看見林俊穎出了新書《猛暑》,我的第一個念頭是:他應該是和我一樣極愛夏天的。在每年夏日氣溫屢破新高的「我島」,厭恨夏天變成一種顯學,盛夏臉書必見「厭夏文」,出門走幾步內衣內褲都濕了、中午吃幾口冰就不用吃飯了,雖然都是事實,仍不影響我愛夏的情意。愛夏,愛的必然是夏的少年青春;戀夏,就是一種鄉愁——就像我閱讀林俊穎,也是一種鄉愁。

年少時我在校園的書店如初戀買下我的第一本林俊穎:《善女人》。記不得當時究竟是被什麼吸引,是文字、是書名,還是書封一個美艷細緻勾繪的女人側臉,林俊穎高濃度淬煉、意象化的文字使我著迷,即使閱讀時或許有些吃力,仍不影響(或者說反而是堅定了)我收藏它的決心。「我想(我要)讀這一本書」,當時我可能有這樣想、可能沒有,如今說來真如上個世紀的某個夏天的某件情事那樣恍惚迷幻。

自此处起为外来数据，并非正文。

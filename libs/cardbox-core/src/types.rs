//! Core types for the cardbox scheduler.

use chrono::{DateTime, Utc};
use serde::{Deserialize, Serialize};

/// Binary recall result submitted when a card is reviewed.
#[derive(Debug, Clone, Copy, PartialEq, Eq, Serialize, Deserialize)]
#[serde(rename_all = "snake_case")]
pub enum ReviewOutcome {
    Correct,
    Incorrect,
}

impl ReviewOutcome {
    /// Map the boolean the HTTP surface carries to an outcome.
    pub fn from_correct(correct: bool) -> Self {
        if correct {
            Self::Correct
        } else {
            Self::Incorrect
        }
    }

    pub fn is_correct(self) -> bool {
        matches!(self, Self::Correct)
    }
}

/// A card's scheduling state: its Leitner box and when it is next due.
///
/// The box is always >= 1; higher box means a longer interval before the
/// next review.
#[derive(Debug, Clone, Copy, PartialEq, Eq, Serialize, Deserialize)]
pub struct Schedule {
    #[serde(rename = "box")]
    pub box_number: u32,
    pub next_review: DateTime<Utc>,
}
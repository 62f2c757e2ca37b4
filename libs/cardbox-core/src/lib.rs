//! Core scheduling library shared by the cardbox backend.
//!
//! Provides:
//! - The Leitner box scheduler (initial schedule, advance on review outcome)
//! - Shared types (Schedule, ReviewOutcome)
//!
//! Everything in this crate is pure: no I/O, no persistence, no clock
//! access. Callers supply `now` so the arithmetic stays unit-testable.

pub mod leitner;
pub mod types;

pub use leitner::Leitner;
pub use types::{ReviewOutcome, Schedule};
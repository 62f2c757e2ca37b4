pub mod accounts;
pub mod auth;
pub mod flashcards;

這一本短篇小說集,說真的故事劇情究竟在說什麼,如今都不太記得甚至從未參透,但一翻開略泛黃的書頁,〈雙面伊底帕斯〉、〈色難〉、〈熱天午夜〉等篇名仍是那些熟悉又陌生,如我記憶中的俊穎,華麗又耽美,且有一身低調的潔癖。

長大了點才知道 1990 年出第一本小說集《大暑》(第一本書就與夏天有關!)的他,曾參與《三三集刊》後期活動,名字常與朱天文、朱天心相連,文風和題材似乎也相近;不過,這些都是別人告訴我的」,不是我心中的俊穎,我也難以言語來刻畫我心中的他究竟是如何,總之,他可說是我中文小說閱讀的某種啟蒙。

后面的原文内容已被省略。